Vi vedo già allontanare i biovideineurali, schifati dall’argomento, di qui peraltro non sapete nulla, ignoranti come siete: tranquilli! Tanto non ci crederete, ma vi posso assicurare che quella demenziale storia che “maneggiare” i morti potesse portare a contagi e a nuove malattie è appunto demenziale. Certo bisogna stare molto attenti, io ne so qualcosa, ma si sopravvive.»
La Seppellitrice, con aria noncurante, si avvicina ad un arazzo, che cela una collezione di libri antichi, odorosi di inchiostro e carta.
«Mentre il Cuoco recuperava in giro per il mondo, ricette e piantine di erbe varie, io pagavo e ottenevo informazioni.
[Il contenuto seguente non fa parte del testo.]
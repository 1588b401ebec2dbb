//! Where marks go.
//!
//! A [`PlacementRequest`] names a page and a position expressed as fractions
//! of the visible page area, so front ends never need to know page sizes.
//! [`resolve_rect`] turns that into a rectangle in PDF user space.

use crate::config::{EngineConfig, StampSize};
use crate::error::{Error, Result};
use crate::geometry::Rect;
use serde::{Deserialize, Serialize};

/// Page corner used to anchor initials.
#[derive(Debug, Clone, Copy, PartialEq, Eq, Serialize, Deserialize)]
#[serde(rename_all = "snake_case")]
pub enum Corner {
    /// Lower-left corner
    BottomLeft,
    /// Lower-right corner
    BottomRight,
}

/// What kind of mark to apply.
#[derive(Debug, Clone, PartialEq, Eq, Serialize, Deserialize)]
#[serde(tag = "type", rename_all = "snake_case")]
pub enum MarkKind {
    /// Full signature stamp
    Signature {
        /// Optional caller label, kept for reporting
        #[serde(default)]
        label: Option<String>,
    },
    /// Initials stamp
    Initials {
        /// Anchor corner; overrides the request position when set
        #[serde(default)]
        corner: Option<Corner>,
    },
}

impl MarkKind {
    /// A signature with no label.
    pub fn signature() -> Self {
        MarkKind::Signature { label: None }
    }

    /// Initials placed at the request position.
    pub fn initials() -> Self {
        MarkKind::Initials { corner: None }
    }

    /// Whether this is an initials mark.
    pub fn is_initials(&self) -> bool {
        matches!(self, MarkKind::Initials { .. })
    }

    /// Short human-readable name.
    pub fn label(&self) -> &'static str {
        match self {
            MarkKind::Signature { .. } => "Signature",
            MarkKind::Initials { .. } => "Initials",
        }
    }
}

/// Stamp origin as fractions of the visible page, origin bottom-left.
#[derive(Debug, Clone, Copy, PartialEq, Serialize, Deserialize)]
pub struct NormalizedPosition {
    /// Horizontal fraction in `[0, 1]`
    pub x: f32,
    /// Vertical fraction in `[0, 1]`
    pub y: f32,
}

impl NormalizedPosition {
    /// Create a position.
    pub fn new(x: f32, y: f32) -> Self {
        Self { x, y }
    }

    fn validate(&self) -> Result<()> {
        let ok = |v: f32| v.is_finite() && (0.0..=1.0).contains(&v);
        if ok(self.x) && ok(self.y) {
            Ok(())
        } else {
            Err(Error::RenderFailure(format!(
                "position ({}, {}) is outside the page",
                self.x, self.y
            )))
        }
    }
}

/// One mark to apply.
#[derive(Debug, Clone, PartialEq, Serialize, Deserialize)]
pub struct PlacementRequest {
    /// Mark kind
    pub kind: MarkKind,
    /// 0-based page index
    pub page: usize,
    /// Lower-left corner of the stamp
    pub position: NormalizedPosition,
}

impl PlacementRequest {
    /// A signature at `(x, y)` on `page`.
    pub fn signature(page: usize, x: f32, y: f32) -> Self {
        Self {
            kind: MarkKind::signature(),
            page,
            position: NormalizedPosition::new(x, y),
        }
    }

    /// Initials at `(x, y)` on `page`.
    pub fn initials(page: usize, x: f32, y: f32) -> Self {
        Self {
            kind: MarkKind::initials(),
            page,
            position: NormalizedPosition::new(x, y),
        }
    }

    /// One corner-anchored initials request per listed page.
    pub fn initials_on_pages(pages: impl IntoIterator<Item = usize>, corner: Corner) -> Vec<Self> {
        pages
            .into_iter()
            .map(|page| Self {
                kind: MarkKind::Initials {
                    corner: Some(corner),
                },
                page,
                position: NormalizedPosition::new(0.0, 0.0),
            })
            .collect()
    }

    /// Stamp size for this request.
    pub fn stamp_size(&self, config: &EngineConfig) -> StampSize {
        match self.kind {
            MarkKind::Signature { .. } => config.signature_size,
            MarkKind::Initials { .. } => config.initials_size,
        }
    }
}

/// Corner-anchored initials on every page of a `page_count`-page document.
pub fn initials_everywhere(page_count: usize, corner: Corner) -> Vec<PlacementRequest> {
    PlacementRequest::initials_on_pages(0..page_count, corner)
}

/// Resolve a request to a stamp rectangle inside `page_box`.
///
/// Stamps that would cross the right or top edge are moved back inside.
pub fn resolve_rect(
    request: &PlacementRequest,
    page_box: &Rect,
    config: &EngineConfig,
) -> Result<Rect> {
    let size = request.stamp_size(config);
    if page_box.width < size.width || page_box.height < size.height {
        return Err(Error::RenderFailure(format!(
            "page area {}x{} is smaller than the {}x{} stamp",
            page_box.width, page_box.height, size.width, size.height
        )));
    }

    if let MarkKind::Initials {
        corner: Some(corner),
    } = request.kind
    {
        let margin = config
            .corner_margin
            .min(page_box.width - size.width)
            .min(page_box.height - size.height)
            .max(0.0);
        let x = match corner {
            Corner::BottomLeft => page_box.x + margin,
            Corner::BottomRight => page_box.right() - size.width - margin,
        };
        return Ok(Rect::new(x, page_box.y + margin, size.width, size.height));
    }

    request.position.validate()?;
    let x = page_box.x + request.position.x * page_box.width;
    let y = page_box.y + request.position.y * page_box.height;
    Ok(Rect::new(
        x.min(page_box.right() - size.width),
        y.min(page_box.top() - size.height),
        size.width,
        size.height,
    ))
}

#[cfg(test)]
mod tests {
    use super::*;
    use proptest::prelude::*;

    fn a4() -> Rect {
        Rect::new(0.0, 0.0, 595.0, 842.0)
    }

    #[test]
    fn test_fractional_position() {
        let config = EngineConfig::default();
        let request = PlacementRequest::signature(0, 0.5, 0.25);
        let rect = resolve_rect(&request, &a4(), &config).unwrap();
        assert_eq!(rect, Rect::new(297.5, 210.5, 150.0, 50.0));
    }

    #[test]
    fn test_overflow_is_clamped() {
        let config = EngineConfig::default();
        let request = PlacementRequest::signature(0, 1.0, 1.0);
        let rect = resolve_rect(&request, &a4(), &config).unwrap();
        assert_eq!(rect, Rect::new(445.0, 792.0, 150.0, 50.0));
    }

    #[test]
    fn test_crop_box_offset_is_respected() {
        let config = EngineConfig::default();
        let cropped = Rect::new(36.0, 36.0, 500.0, 700.0);
        let request = PlacementRequest::signature(0, 0.0, 0.0);
        let rect = resolve_rect(&request, &cropped, &config).unwrap();
        assert_eq!((rect.x, rect.y), (36.0, 36.0));
    }

    #[test]
    fn test_invalid_positions() {
        let config = EngineConfig::default();
        for (x, y) in [(-0.1, 0.5), (0.5, 1.5), (f32::NAN, 0.0), (0.0, f32::INFINITY)] {
            let request = PlacementRequest::signature(0, x, y);
            let err = resolve_rect(&request, &a4(), &config).unwrap_err();
            assert!(matches!(err, Error::RenderFailure(_)));
        }
    }

    #[test]
    fn test_page_smaller_than_stamp() {
        let config = EngineConfig::default();
        let tiny = Rect::new(0.0, 0.0, 100.0, 100.0);
        let request = PlacementRequest::signature(0, 0.0, 0.0);
        assert!(matches!(
            resolve_rect(&request, &tiny, &config),
            Err(Error::RenderFailure(_))
        ));
    }

    #[test]
    fn test_corner_initials() {
        let config = EngineConfig::default();
        let requests = initials_everywhere(2, Corner::BottomRight);
        assert_eq!(requests.len(), 2);
        assert_eq!(requests[1].page, 1);

        let rect = resolve_rect(&requests[0], &a4(), &config).unwrap();
        assert_eq!(rect, Rect::new(525.0, 20.0, 50.0, 35.0));

        let left = PlacementRequest::initials_on_pages([0], Corner::BottomLeft);
        let rect = resolve_rect(&left[0], &a4(), &config).unwrap();
        assert_eq!((rect.x, rect.y), (20.0, 20.0));
    }

    #[test]
    fn test_request_json() {
        let json = r#"[
            {"kind": {"type": "signature"}, "page": 0, "position": {"x": 0.1, "y": 0.2}},
            {"kind": {"type": "initials", "corner": "bottom_right"}, "page": 1, "position": {"x": 0, "y": 0}}
        ]"#;
        let requests: Vec<PlacementRequest> = serde_json::from_str(json).unwrap();
        assert_eq!(requests[0].kind, MarkKind::signature());
        assert_eq!(
            requests[1].kind,
            MarkKind::Initials {
                corner: Some(Corner::BottomRight)
            }
        );
    }

    proptest! {
        #[test]
        fn prop_resolved_rect_stays_on_page(
            x in 0.0f32..=1.0,
            y in 0.0f32..=1.0,
            w in 150.0f32..2000.0,
            h in 50.0f32..2000.0,
            initials in any::<bool>(),
        ) {
            let config = EngineConfig::default();
            let page = Rect::new(10.0, 20.0, w, h);
            let request = if initials {
                PlacementRequest::initials(0, x, y)
            } else {
                PlacementRequest::signature(0, x, y)
            };
            let rect = resolve_rect(&request, &page, &config).unwrap();
            prop_assert!(rect.left() >= page.left() - 1e-3);
            prop_assert!(rect.bottom() >= page.bottom() - 1e-3);
            prop_assert!(rect.right() <= page.right() + 1e-3);
            prop_assert!(rect.top() <= page.top() + 1e-3);
        }
    }
}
Pagavo e trovavo gente disposta a lavorare per me. Riti cattolici, ebraici, isalmici... l’elenco sarebbe lungo, ma se potete permettervi il prezzo, al vostro ballo seguirebbe una bella cerimonia funebre come il dio in cui credete comanda.
Ormai non è più un segreto, ma, domani, tutti fingeranno di non saperne nulla, anche questo videopost sarà tacciato di essere falso, ma francamente... Francamente, siamo più ricchi di un paio di milioni di crediti, al netto delle tasse che pagheremo all’emiro, alle spese vive e morte, quindi che ci crediate o meno, poco mi importa.»
«Ora, se permettere, dobbiamo andare. Potevamo raccontarvi altro, vi immaginiamo speranzosi per qualche dettaglio macabro, proibito, raccapricciante ma che la frustrazione sia con voi. È quello che volevamo, dopo tanto massacro mediatico. Senza sovraprezzo, avrete comunque qualche buon incubo per passare la notte. Di questo, statene certi. Buona morte a tutti.»
Il collegamento si interrompe. Niente titoli di coda e niente contatti, solo qualche secondo di una musica struggente e al contempo inquietante.